So begins Public Men, the final novel of "the University trilogy" in which Pulitzer Prize winner Allen Drury concludes some fifty years in the lives of the members of the World War II generation whose stories he began on the eve of the war in the novel Toward What Bright Glory?

The second novel, Into What Far Harbor?, carries them on through the challenges, triumphs, and tragedies of the war and on to the years when they must worry about their world and the world of their children against the backdrop of the later Vietnam War.

Now in Public Men, set in the year 2000, when most are either about to embark upon, or have already entered, their eighties, the fifteen who remain of the original twenty-six meet for a last reunion on the beautiful campus where they shared a fondly remembered fraternity house and the hopes and dreams of youth confronted by history's most chaotic and ominously foreboding century.

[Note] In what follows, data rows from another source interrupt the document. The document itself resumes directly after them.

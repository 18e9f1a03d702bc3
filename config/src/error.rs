//! Error types for settings and database location.

use thiserror::Error;

/// Errors that can occur while loading settings or locating a database.
#[derive(Debug, Error)]
pub enum ConfigError {
    /// File I/O failure.
    #[error("I/O error: {0}")]
    IoError(#[from] std::io::Error),

    /// YAML parsing or serialization failure.
    #[error("YAML error: {0}")]
    YamlError(#[from] serde_yaml::Error),

    /// A setting holds a value outside its allowed range.
    #[error("invalid setting: {0}")]
    InvalidSetting(String),

    /// No candidate path pointed at an existing file.
    #[error("no database found (tried: {tried})")]
    NoDatabaseFound {
        /// Comma-separated list of the probed paths.
        tried: String,
    },
}

/// Convenience alias for results with [`ConfigError`].
pub type Result<T> = std::result::Result<T, ConfigError>;
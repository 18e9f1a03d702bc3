mod render;
mod serve;

use std::fs;
use std::io::{self, BufRead, Read, Write};
use std::path::{Path, PathBuf};
use std::sync::mpsc;
use std::time::Duration;

use clap::{Args, Parser, Subcommand};
use localdb_config::{Backend, Settings};
use localdb_core::{ChangeNotifier, NoticeLevel, Request, Response, Row, Value};
use localdb_sqlite::{Session, TablePanel};
use tracing::{info, warn};
use tracing_subscriber::EnvFilter;

use crate::render::OutputFormat;

/// CLI-specific output format enum with clap argument parsing support.
#[derive(Debug, Clone, Copy, clap::ValueEnum)]
enum CliOutputFormat {
    Json,
    Table,
}

impl From<CliOutputFormat> for OutputFormat {
    fn from(fmt: CliOutputFormat) -> Self {
        match fmt {
            CliOutputFormat::Json => Self::Json,
            CliOutputFormat::Table => Self::Table,
        }
    }
}

/// CLI-specific backend enum; maps onto the settings backend.
#[derive(Debug, Clone, Copy, clap::ValueEnum)]
enum CliBackend {
    Native,
    Buffered,
}

impl From<CliBackend> for Backend {
    fn from(backend: CliBackend) -> Self {
        match backend {
            CliBackend::Native => Self::Native,
            CliBackend::Buffered => Self::Buffered,
        }
    }
}

#[derive(Debug, Parser)]
#[command(name = "localdb")]
#[command(about = "Browse, query and edit a local SQLite database")]
struct Cli {
    #[command(flatten)]
    global: GlobalArgs,
    #[command(subcommand)]
    command: Command,
}

#[derive(Debug, Args)]
struct GlobalArgs {
    /// Database file to open; skips autodetection.
    #[arg(long, global = true)]
    db: Option<PathBuf>,
    /// Settings file (default: <project>/.localdb.yml).
    #[arg(long, global = true)]
    config: Option<PathBuf>,
    /// Project root used for autodetection and relative settings paths.
    #[arg(long, global = true, default_value = ".")]
    project: PathBuf,
    /// Storage backend, overriding the settings file.
    #[arg(long, global = true)]
    backend: Option<CliBackend>,
    /// Log debug output to stderr.
    #[arg(short, long, global = true)]
    verbose: bool,
}

#[derive(Debug, Subcommand)]
enum Command {
    /// List the user tables.
    Tables,
    /// Show the columns of one table.
    Columns(ColumnsArgs),
    /// Print the table/column tree.
    Tree(TreeArgs),
    /// Run SQL from an argument, a file, or stdin.
    Query(QueryArgs),
    /// Show the editing window of a table.
    View(ViewArgs),
    /// Save edited rows of a table from a JSON file.
    Edit(EditArgs),
    /// Insert one row, prompting for each column when no values are given.
    AddRow(AddRowArgs),
    /// Answer JSON-line requests on stdin until end of input.
    Serve,
    /// Watch a seed file and reprint the tree whenever it changes.
    Watch(WatchArgs),
}

#[derive(Debug, Args)]
struct ColumnsArgs {
    /// Table name.
    table: String,
    /// Output format.
    #[arg(long, default_value = "table")]
    format: CliOutputFormat,
}

#[derive(Debug, Args)]
struct TreeArgs {
    /// Include the column leaves of every table.
    #[arg(long)]
    expand: bool,
    /// Output format.
    #[arg(long, default_value = "table")]
    format: CliOutputFormat,
}

#[derive(Debug, Args)]
struct QueryArgs {
    /// SQL text; read from --file or stdin when omitted.
    sql: Option<String>,
    /// File containing SQL text.
    #[arg(long, conflicts_with = "sql")]
    file: Option<PathBuf>,
    /// Output format.
    #[arg(long, default_value = "table")]
    format: CliOutputFormat,
}

#[derive(Debug, Args)]
struct ViewArgs {
    /// Table name.
    table: String,
    /// Output format.
    #[arg(long, default_value = "table")]
    format: CliOutputFormat,
}

#[derive(Debug, Args)]
struct EditArgs {
    /// Table name.
    table: String,
    /// JSON array with every row of the window, in display order.
    #[arg(long)]
    data: PathBuf,
}

#[derive(Debug, Args)]
struct AddRowArgs {
    /// Table name.
    table: String,
    /// Column values in column order; an empty value inserts NULL.
    #[arg(long = "value")]
    values: Vec<String>,
}

#[derive(Debug, Args)]
struct WatchArgs {
    /// File to watch (default: watch_path from the settings file).
    path: Option<PathBuf>,
    /// Polling interval in milliseconds.
    #[arg(long, value_parser = clap::value_parser!(u64).range(1..))]
    interval: Option<u64>,
}

fn main() {
    let cli = Cli::parse();
    init_logging(cli.global.verbose);

    let result = match cli.command {
        Command::Tables => run_tables(&cli.global),
        Command::Columns(args) => run_columns(&cli.global, args),
        Command::Tree(args) => run_tree(&cli.global, args),
        Command::Query(args) => run_query(&cli.global, args),
        Command::View(args) => run_view(&cli.global, args),
        Command::Edit(args) => run_edit(&cli.global, args),
        Command::AddRow(args) => run_add_row(&cli.global, args),
        Command::Serve => run_serve(&cli.global),
        Command::Watch(args) => run_watch(&cli.global, args),
    };

    if let Err(err) = result {
        eprintln!("error: {err}");
        std::process::exit(1);
    }
}

fn init_logging(verbose: bool) {
    let default_level = if verbose { "debug" } else { "warn" };
    tracing_subscriber::fmt()
        .with_env_filter(
            EnvFilter::try_from_default_env().unwrap_or_else(|_| EnvFilter::new(default_level)),
        )
        .with_writer(io::stderr)
        .init();
}

fn load_settings(global: &GlobalArgs) -> Result<Settings, String> {
    let mut settings = match &global.config {
        Some(path) => Settings::load(path)
            .map_err(|err| format!("Failed to load settings '{}': {err}", path.display()))?,
        None => Settings::for_project(&global.project).map_err(|e| e.to_string())?,
    };
    if let Some(backend) = global.backend {
        settings.backend = backend.into();
    }
    Ok(settings)
}

fn open_session(global: &GlobalArgs) -> Result<Session, String> {
    let settings = load_settings(global)?;
    let mut session = Session::new(settings);
    match &global.db {
        Some(path) => session.open(path).map_err(|e| e.to_string())?,
        None => {
            let path = session
                .open_configured(&global.project)
                .map_err(|e| e.to_string())?;
            info!(path = %path.display(), "autodetected database");
        }
    }
    Ok(session)
}

fn print_json<T: serde::Serialize + ?Sized>(value: &T) -> Result<(), String> {
    let raw = serde_json::to_string_pretty(value)
        .map_err(|err| format!("Failed to serialize output: {err}"))?;
    println!("{raw}");
    Ok(())
}

fn run_tables(global: &GlobalArgs) -> Result<(), String> {
    let session = open_session(global)?;
    let tables = session.tables().map_err(|e| e.to_string())?;
    print!("{}", render::tables_to_text(&tables));
    Ok(())
}

fn run_columns(global: &GlobalArgs, args: ColumnsArgs) -> Result<(), String> {
    let session = open_session(global)?;
    let columns = session.columns(&args.table).map_err(|e| e.to_string())?;
    let format: OutputFormat = args.format.into();
    match format {
        OutputFormat::Json => print_json(&columns),
        OutputFormat::Table => {
            print!("{}", render::columns_to_text(&columns));
            Ok(())
        }
    }
}

fn run_tree(global: &GlobalArgs, args: TreeArgs) -> Result<(), String> {
    let session = open_session(global)?;
    print_tree(&session, args.expand, args.format.into())
}

fn print_tree(session: &Session, expand: bool, format: OutputFormat) -> Result<(), String> {
    let nodes = if expand {
        session.expand_tree().map_err(|e| e.to_string())?
    } else {
        session
            .tree_children(None)
            .map_err(|e| e.to_string())?
            .into_iter()
            .map(|node| (node, Vec::new()))
            .collect()
    };
    match format {
        OutputFormat::Json => {
            let json: Vec<serde_json::Value> = nodes
                .iter()
                .map(|(table, columns)| {
                    serde_json::json!({
                        "node": table,
                        "children": columns,
                    })
                })
                .collect();
            print_json(&json)
        }
        OutputFormat::Table => {
            print!("{}", render::tree_to_text(&nodes));
            Ok(())
        }
    }
}

fn read_sql(args: &QueryArgs) -> Result<String, String> {
    if let Some(sql) = &args.sql {
        return Ok(sql.clone());
    }
    if let Some(path) = &args.file {
        return fs::read_to_string(path)
            .map_err(|err| format!("Failed to read '{}': {err}", path.display()));
    }
    let mut sql = String::new();
    io::stdin()
        .read_to_string(&mut sql)
        .map_err(|err| format!("Failed to read SQL from stdin: {err}"))?;
    Ok(sql)
}

fn run_query(global: &GlobalArgs, args: QueryArgs) -> Result<(), String> {
    let sql = read_sql(&args)?;
    if sql.trim().is_empty() {
        return Err("No SQL given; pass it as an argument, with --file, or on stdin".to_string());
    }
    let mut session = open_session(global)?;
    let outcome = session.run_query(&sql).map_err(|e| e.to_string())?;

    let format: OutputFormat = args.format.into();
    match format {
        OutputFormat::Json => print_json(&Response::query_result(outcome.result)),
        OutputFormat::Table => {
            print!(
                "{}",
                render::rows_to_table(&outcome.result.columns, &outcome.result.rows)
            );
            if outcome.result.truncated {
                eprintln!(
                    "Result truncated to {} rows.",
                    session.settings().query_row_limit
                );
            }
            Ok(())
        }
    }
}

fn run_view(global: &GlobalArgs, args: ViewArgs) -> Result<(), String> {
    let session = open_session(global)?;
    let panel = TablePanel::open(&session, &args.table).map_err(|e| e.to_string())?;
    let format: OutputFormat = args.format.into();
    match format {
        OutputFormat::Json => print_json(&panel.render()),
        OutputFormat::Table => {
            let window = panel.window();
            print!("{}", render::rows_to_table(&window.column_names(), &window.rows));
            Ok(())
        }
    }
}

fn run_edit(global: &GlobalArgs, args: EditArgs) -> Result<(), String> {
    let raw = fs::read_to_string(&args.data)
        .map_err(|err| format!("Failed to read '{}': {err}", args.data.display()))?;
    let data: Vec<Row> = serde_json::from_str(&raw)
        .map_err(|err| format!("Failed to parse '{}': {err}", args.data.display()))?;

    let mut session = open_session(global)?;
    let mut panel = TablePanel::open(&session, &args.table).map_err(|e| e.to_string())?;
    let replies = panel.handle(&mut session, Request::SaveData { data });

    let mut failure = None;
    for reply in replies {
        if let Response::Notice { level, message } = reply {
            match level {
                NoticeLevel::Info => println!("{message}"),
                NoticeLevel::Error => failure = Some(message),
            }
        }
    }
    match failure {
        Some(message) => Err(message),
        None => Ok(()),
    }
}

fn prompt_values(session: &Session, table: &str) -> Result<Vec<Value>, String> {
    let columns = session.columns(table).map_err(|e| e.to_string())?;
    let stdin = io::stdin();
    let mut lines = stdin.lock().lines();
    let mut values = Vec::with_capacity(columns.len());

    for column in &columns {
        let hint = if column.declared_type.is_empty() {
            String::new()
        } else {
            format!(" ({})", column.declared_type)
        };
        eprint!("Enter value for {}{hint}: ", column.name);
        io::stderr().flush().map_err(|e| e.to_string())?;

        let answer = match lines.next() {
            Some(line) => line.map_err(|err| format!("Failed to read answer: {err}"))?,
            None => return Err(format!("Input ended before a value for '{}'", column.name)),
        };
        values.push(Value::from_prompt(answer.trim_end_matches('\r')));
    }
    Ok(values)
}

fn run_add_row(global: &GlobalArgs, args: AddRowArgs) -> Result<(), String> {
    let mut session = open_session(global)?;
    let values = if args.values.is_empty() {
        prompt_values(&session, &args.table)?
    } else {
        args.values.iter().map(|v| Value::from_prompt(v)).collect()
    };
    let rowid = session
        .add_row(&args.table, values)
        .map_err(|e| e.to_string())?;
    println!("Inserted row {rowid} into {}.", args.table);
    Ok(())
}

fn run_serve(global: &GlobalArgs) -> Result<(), String> {
    let mut session = open_session(global)?;
    let stdin = io::stdin();
    let stdout = io::stdout();
    let handled = serve::serve(&mut session, stdin.lock(), stdout.lock())
        .map_err(|err| format!("Message loop failed: {err}"))?;
    info!(handled, "input closed");
    session.close().map_err(|e| e.to_string())
}

fn watch_target(global: &GlobalArgs, args: &WatchArgs, settings: &Settings) -> Option<PathBuf> {
    let configured = args.path.clone().or_else(|| settings.watch_path.clone())?;
    if configured.is_absolute() || args.path.is_some() {
        Some(configured)
    } else {
        Some(global.project.join(configured))
    }
}

fn run_watch(global: &GlobalArgs, args: WatchArgs) -> Result<(), String> {
    let mut session = open_session(global)?;
    let target = watch_target(global, &args, session.settings()).ok_or_else(|| {
        "No file to watch; pass a path or set watch_path in the settings file".to_string()
    })?;
    let interval =
        Duration::from_millis(args.interval.unwrap_or(session.settings().watch_interval_ms));

    print_tree(&session, false, OutputFormat::Table)?;
    eprintln!("Watching '{}' for changes...", target.display());

    let (tx, rx) = mpsc::channel();
    let _watcher = ChangeNotifier::new(&target).spawn(interval, move || {
        let _ = tx.send(());
    });

    for () in rx {
        if let Err(err) = reload(&mut session, &target) {
            warn!(error = %err, "reload after change failed");
            eprintln!("error: {err}");
            continue;
        }
        print_tree(&session, false, OutputFormat::Table)?;
    }
    Ok(())
}

fn reload(session: &mut Session, changed: &Path) -> Result<(), String> {
    info!(path = %changed.display(), "watched file changed, reloading");
    session.reload().map_err(|e| e.to_string())
}
//! Polling file watcher that signals tree refreshes.
//!
//! [`ChangeNotifier`] remembers the modification time and length of one
//! path. [`poll`](ChangeNotifier::poll) compares them against the file on
//! disk; [`spawn`](ChangeNotifier::spawn) runs the same check on a
//! background thread and calls back on every change. There is no
//! debouncing: a burst of writes may fire several callbacks.

use std::path::{Path, PathBuf};
use std::sync::Arc;
use std::sync::atomic::{AtomicBool, Ordering};
use std::thread::{self, JoinHandle};
use std::time::{Duration, SystemTime};

use tracing::{debug, warn};

/// Default polling interval for [`ChangeNotifier::spawn`].
pub const DEFAULT_POLL_INTERVAL: Duration = Duration::from_millis(500);

#[derive(Debug, Clone, Copy, PartialEq, Eq)]
struct Stamp {
    modified: Option<SystemTime>,
    len: u64,
}

fn stamp(path: &Path) -> Option<Stamp> {
    let meta = std::fs::metadata(path).ok()?;
    Some(Stamp {
        modified: meta.modified().ok(),
        len: meta.len(),
    })
}

/// Watches one external file for modification.
///
/// A file that appears, disappears, or changes size or modification time
/// counts as one change.
///
/// # Examples
///
/// ```no_run
/// use localdb_core::ChangeNotifier;
///
/// let mut notifier = ChangeNotifier::new("db/seed.ts");
/// if notifier.poll() {
///     println!("seed file changed");
/// }
/// ```
#[derive(Debug)]
pub struct ChangeNotifier {
    path: PathBuf,
    last: Option<Stamp>,
}

impl ChangeNotifier {
    /// Starts watching `path` from its current state.
    pub fn new(path: impl Into<PathBuf>) -> Self {
        let path = path.into();
        let last = stamp(&path);
        if last.is_none() {
            warn!(path = %path.display(), "watched file does not exist yet");
        }
        Self { path, last }
    }

    /// The watched path.
    pub fn path(&self) -> &Path {
        &self.path
    }

    /// Checks the file once; returns `true` if it changed since the last
    /// check.
    pub fn poll(&mut self) -> bool {
        let current = stamp(&self.path);
        if current == self.last {
            return false;
        }
        debug!(path = %self.path.display(), "watched file changed");
        self.last = current;
        true
    }

    /// Polls on a background thread, invoking `on_change` for every change.
    ///
    /// The thread stops when the returned [`WatchHandle`] is stopped or
    /// dropped.
    pub fn spawn<F>(mut self, interval: Duration, mut on_change: F) -> WatchHandle
    where
        F: FnMut() + Send + 'static,
    {
        let stop = Arc::new(AtomicBool::new(false));
        let flag = Arc::clone(&stop);
        let thread = thread::spawn(move || {
            while !flag.load(Ordering::Relaxed) {
                if self.poll() {
                    on_change();
                }
                thread::sleep(interval);
            }
        });
        WatchHandle {
            stop,
            thread: Some(thread),
        }
    }
}

/// Stops a spawned watcher thread.
#[derive(Debug)]
pub struct WatchHandle {
    stop: Arc<AtomicBool>,
    thread: Option<JoinHandle<()>>,
}

impl WatchHandle {
    /// Signals the thread to stop and waits for it.
    pub fn stop(mut self) {
        self.shutdown();
    }

    fn shutdown(&mut self) {
        self.stop.store(true, Ordering::Relaxed);
        if let Some(thread) = self.thread.take() {
            let _ = thread.join();
        }
    }
}

impl Drop for WatchHandle {
    fn drop(&mut self) {
        self.shutdown();
    }
}

#[cfg(test)]
mod tests {
    use std::sync::mpsc;

    use super::*;

    #[test]
    fn test_poll_detects_size_change() {
        let dir = tempfile::tempdir().unwrap();
        let path = dir.path().join("seed.sql");
        std::fs::write(&path, "a").unwrap();

        let mut notifier = ChangeNotifier::new(&path);
        assert!(!notifier.poll());

        std::fs::write(&path, "abc").unwrap();
        assert!(notifier.poll());
        assert!(!notifier.poll());
    }

    #[test]
    fn test_poll_detects_creation_and_removal() {
        let dir = tempfile::tempdir().unwrap();
        let path = dir.path().join("later.sql");

        let mut notifier = ChangeNotifier::new(&path);
        assert!(!notifier.poll());

        std::fs::write(&path, "x").unwrap();
        assert!(notifier.poll());

        std::fs::remove_file(&path).unwrap();
        assert!(notifier.poll());
        assert!(!notifier.poll());
    }

    #[test]
    fn test_spawn_calls_back_on_change() {
        let dir = tempfile::tempdir().unwrap();
        let path = dir.path().join("seed.sql");
        std::fs::write(&path, "a").unwrap();

        let (tx, rx) = mpsc::channel();
        let handle = ChangeNotifier::new(&path).spawn(Duration::from_millis(10), move || {
            let _ = tx.send(());
        });

        std::fs::write(&path, "changed").unwrap();
        assert!(rx.recv_timeout(Duration::from_secs(5)).is_ok());
        handle.stop();
    }
}
//! Two-level table/column tree with a manual refresh signal.
//!
//! The tree is pull-based: a consumer asks for the root children (one node
//! per table), then for the children of a table node (one leaf per column).
//! Nothing is cached between requests; every expansion goes back to the
//! [`SchemaSource`]. [`TreePresenter::refresh`] only tells subscribers to
//! re-pull from the root.
//!
//! # Example
//!
//! ```
//! use localdb_core::{ColumnDescriptor, SchemaSource, TableDescriptor, TreePresenter};
//!
//! struct Fixed;
//!
//! impl SchemaSource for Fixed {
//!     type Error = std::convert::Infallible;
//!
//!     fn tables(&self) -> Result<Vec<TableDescriptor>, Self::Error> {
//!         Ok(vec![TableDescriptor::new("users")])
//!     }
//!
//!     fn columns(&self, _table: &str) -> Result<Vec<ColumnDescriptor>, Self::Error> {
//!         Ok(vec![ColumnDescriptor::new(0, "id", "INTEGER").primary_key(1)])
//!     }
//! }
//!
//! let mut tree = TreePresenter::new();
//! tree.mark_loaded();
//!
//! let roots = tree.children(&Fixed, None).unwrap();
//! assert_eq!(roots[0].label, "users");
//!
//! let leaves = tree.children(&Fixed, Some(&roots[0])).unwrap();
//! assert_eq!(leaves[0].description.as_deref(), Some("INTEGER"));
//! ```

use std::fmt;

use serde::Serialize;
use tracing::debug;

use crate::types::{ColumnDescriptor, TableDescriptor};

/// Command identifier bound to table nodes; opens the table editor.
pub const VIEW_TABLE_COMMAND: &str = "localdb.viewTable";

/// Catalog access needed to build the tree.
///
/// Implemented by the SQLite schema inspector; tests can provide a fixed
/// catalog.
pub trait SchemaSource {
    /// Error reported when the catalog cannot be read.
    type Error: fmt::Display;

    /// Lists the user tables.
    fn tables(&self) -> Result<Vec<TableDescriptor>, Self::Error>;

    /// Lists the columns of one table in declaration order.
    fn columns(&self, table: &str) -> Result<Vec<ColumnDescriptor>, Self::Error>;
}

/// Whether a database is loaded behind the tree.
#[derive(Debug, Clone, Copy, PartialEq, Eq, Default, Serialize)]
#[serde(rename_all = "lowercase")]
pub enum TreeState {
    /// No database; the tree is empty.
    #[default]
    Unloaded,
    /// A database is open and its tables are visible.
    Loaded,
}

/// Kind of a tree node.
#[derive(Debug, Clone, Copy, PartialEq, Eq, Serialize)]
#[serde(rename_all = "lowercase")]
pub enum NodeKind {
    /// A table; expandable into columns.
    Table,
    /// A column leaf.
    Column,
}

/// Host command invoked when a node is activated.
#[derive(Debug, Clone, PartialEq, Eq, Serialize)]
pub struct CommandBinding {
    /// Command identifier.
    pub command: String,
    /// Human-readable title.
    pub title: String,
    /// Positional command arguments.
    pub arguments: Vec<String>,
}

/// One node of the table/column tree.
#[derive(Debug, Clone, PartialEq, Serialize)]
#[serde(rename_all = "camelCase")]
pub struct TreeNode {
    /// Table or column.
    pub kind: NodeKind,
    /// Display label: the table or column name.
    pub label: String,
    /// Owning table (the table itself for table nodes).
    pub table: String,
    /// Whether the node can be expanded.
    pub collapsible: bool,
    /// Short trailing text (the declared type for columns).
    #[serde(skip_serializing_if = "Option::is_none")]
    pub description: Option<String>,
    /// Multi-line hover text.
    #[serde(skip_serializing_if = "Option::is_none")]
    pub tooltip: Option<String>,
    /// Command run when the node is activated.
    #[serde(skip_serializing_if = "Option::is_none")]
    pub command: Option<CommandBinding>,
    /// Column metadata for column leaves.
    #[serde(skip_serializing_if = "Option::is_none")]
    pub column: Option<ColumnDescriptor>,
}

impl TreeNode {
    /// Builds a collapsed table node bound to [`VIEW_TABLE_COMMAND`].
    pub fn table(table: &TableDescriptor) -> Self {
        Self {
            kind: NodeKind::Table,
            label: table.name.clone(),
            table: table.name.clone(),
            collapsible: true,
            description: None,
            tooltip: None,
            command: Some(CommandBinding {
                command: VIEW_TABLE_COMMAND.to_string(),
                title: "View Table Data".to_string(),
                arguments: vec![table.name.clone()],
            }),
            column: None,
        }
    }

    /// Builds a column leaf decorated with its metadata.
    pub fn column(table: &str, column: &ColumnDescriptor) -> Self {
        Self {
            kind: NodeKind::Column,
            label: column.name.clone(),
            table: table.to_string(),
            collapsible: false,
            description: Some(column.declared_type.clone()),
            tooltip: Some(column_tooltip(column)),
            command: None,
            column: Some(column.clone()),
        }
    }
}

fn yes_no(flag: bool) -> &'static str {
    if flag { "Yes" } else { "No" }
}

fn column_tooltip(column: &ColumnDescriptor) -> String {
    format!(
        "Type: {}\nNot Null: {}\nDefault Value: {}\nPrimary Key: {}\nAuto Increment: {}",
        column.declared_type,
        yes_no(column.not_null),
        column.default_value.as_deref().unwrap_or("None"),
        yes_no(column.is_primary_key()),
        yes_no(column.is_auto_increment()),
    )
}

type Listener = Box<dyn FnMut(u64)>;

/// Pull-based presenter for the table/column tree.
///
/// Holds only the loaded/unloaded state and a refresh generation counter;
/// the catalog is re-queried on every [`children`](Self::children) call.
#[derive(Default)]
pub struct TreePresenter {
    state: TreeState,
    generation: u64,
    listeners: Vec<Listener>,
}

impl fmt::Debug for TreePresenter {
    fn fmt(&self, f: &mut fmt::Formatter<'_>) -> fmt::Result {
        f.debug_struct("TreePresenter")
            .field("state", &self.state)
            .field("generation", &self.generation)
            .field("listeners", &self.listeners.len())
            .finish()
    }
}

impl TreePresenter {
    /// Creates an unloaded presenter.
    pub fn new() -> Self {
        Self::default()
    }

    /// Current state.
    pub fn state(&self) -> TreeState {
        self.state
    }

    /// Number of refresh signals fired so far.
    pub fn generation(&self) -> u64 {
        self.generation
    }

    /// Registers a callback fired with the new generation on every refresh.
    pub fn subscribe(&mut self, listener: impl FnMut(u64) + 'static) {
        self.listeners.push(Box::new(listener));
    }

    /// Switches to [`TreeState::Loaded`] and fires a refresh.
    pub fn mark_loaded(&mut self) {
        self.state = TreeState::Loaded;
        self.refresh();
    }

    /// Switches to [`TreeState::Unloaded`] and fires a refresh.
    pub fn mark_unloaded(&mut self) {
        self.state = TreeState::Unloaded;
        self.refresh();
    }

    /// Fires the change signal; consumers re-pull from the root.
    pub fn refresh(&mut self) -> u64 {
        self.generation += 1;
        debug!(generation = self.generation, state = ?self.state, "tree refresh");
        for listener in &mut self.listeners {
            listener(self.generation);
        }
        self.generation
    }

    /// Returns the children of `parent`, or the root nodes when `parent` is
    /// `None`.
    ///
    /// An unloaded tree and column leaves have no children.
    ///
    /// # Errors
    ///
    /// Propagates the catalog error from `source`.
    pub fn children<S: SchemaSource>(
        &self,
        source: &S,
        parent: Option<&TreeNode>,
    ) -> Result<Vec<TreeNode>, S::Error> {
        if self.state == TreeState::Unloaded {
            return Ok(Vec::new());
        }
        match parent {
            None => Ok(source.tables()?.iter().map(TreeNode::table).collect()),
            Some(node) if node.kind == NodeKind::Table => Ok(source
                .columns(&node.table)?
                .iter()
                .map(|column| TreeNode::column(&node.table, column))
                .collect()),
            Some(_) => Ok(Vec::new()),
        }
    }

    /// Expands the whole tree: every table node paired with its columns.
    ///
    /// # Errors
    ///
    /// Propagates the catalog error from `source`.
    pub fn expand_all<S: SchemaSource>(
        &self,
        source: &S,
    ) -> Result<Vec<(TreeNode, Vec<TreeNode>)>, S::Error> {
        let roots = self.children(source, None)?;
        let mut expanded = Vec::with_capacity(roots.len());
        for root in roots {
            let leaves = self.children(source, Some(&root))?;
            expanded.push((root, leaves));
        }
        Ok(expanded)
    }
}
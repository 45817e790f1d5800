//! JSON implementation of MessageSerializer.

use serde_json::Value;

use crate::ports::{MessageSerializer, SerializationError};

/// serde_json backed serializer; the default wire and storage format.
#[derive(Debug, Clone, Copy, Default)]
pub struct JsonMessageSerializer;

impl JsonMessageSerializer {
    pub fn new() -> Self {
        Self
    }
}

impl MessageSerializer for JsonMessageSerializer {
    fn serialize_value(&self, value: &Value) -> Result<String, SerializationError> {
        serde_json::to_string(value).map_err(|e| SerializationError::Encode(e.to_string()))
    }

    fn deserialize_value(&self, text: &str) -> Result<Value, SerializationError> {
        serde_json::from_str(text).map_err(|e| SerializationError::Decode(e.to_string()))
    }

    fn value_to_bytes(&self, value: &Value) -> Result<Vec<u8>, SerializationError> {
        serde_json::to_vec(value).map_err(|e| SerializationError::Encode(e.to_string()))
    }

    fn value_from_bytes(&self, bytes: &[u8]) -> Result<Value, SerializationError> {
        serde_json::from_slice(bytes).map_err(|e| SerializationError::Decode(e.to_string()))
    }
}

Public Men concerns them all, but overshadowing their lives as in the two previous novels is the life of Richard Emmett Wilson -- "Willie," now and for many years a United States Senator from his native California; his legislative triumphs on Capitol Hill; the tragic death of his first wife, Donna; his second and third marriages; his political disagreements with, but ultimate pride in, his older son Latt as Latt follows in his footsteps into the House of Representatives and then into the Senate; and, finally, Willie's campaign for president, threatened by other personal tragedies, most devastatingly those of his gentle, vulnerable younger son, Amos.

Through it all, Willie, often in alliance with Tim Bates, does battle against what he sees as the "phony liberalism" of his famous fraternity brother Dr. René ("Renny") Suratt; and Renny and his powerful friends of academe and the media in turn do battle with what they see as the "reactionary conservatism" of Willie and his friends. Tim, wielder of a savage commentator's pen, refers to "Renny and his crew" as "the scum" he attacks. Renny responds with equally scathing pen and matching contempt. As with many of the public men in Public Men, these three fraternity brothers sum up what they regard as the major political and social issues of end-of-the-millennium twentieth century.

Allen Drury skillfully meshes the public and private lives of his characters against the Washington world that has formed the rich backdrop of many of his twenty-five books.



Editorial Reviews

Amazon.com Review

Allen Drury's most famous book, Advise and Consent, published in 1960, started him down the road of the political novel, a path he cleaved to until his death in 1998. Drury was unabashedly conservative in his outlook and his books reflect his bias: the arch-villain of his last novel, in fact, is an utterly loathsome liberal with extreme political views and unsavory sexual habits. In a nutshell, Public Men, the final volume of the trilogy that began with Toward What Bright Glory? and continued with What Far Harbor?, follows the lives of a group of men who met in college on the eve of World War II. Now in their late 70s and early 80s, the boys in the band have dwindled from 26 to 15. The main players, however, are Richard Emmet Wilson, a U.S. senator from California, Tim Bates, a political commentator, and René Suratt, a professor. Once fraternity brothers, these three have become mortal political enemies, with Wilson and Bates on the side of Right and René aligned with the powerful (and corrupt) forces of liberal academia and the media.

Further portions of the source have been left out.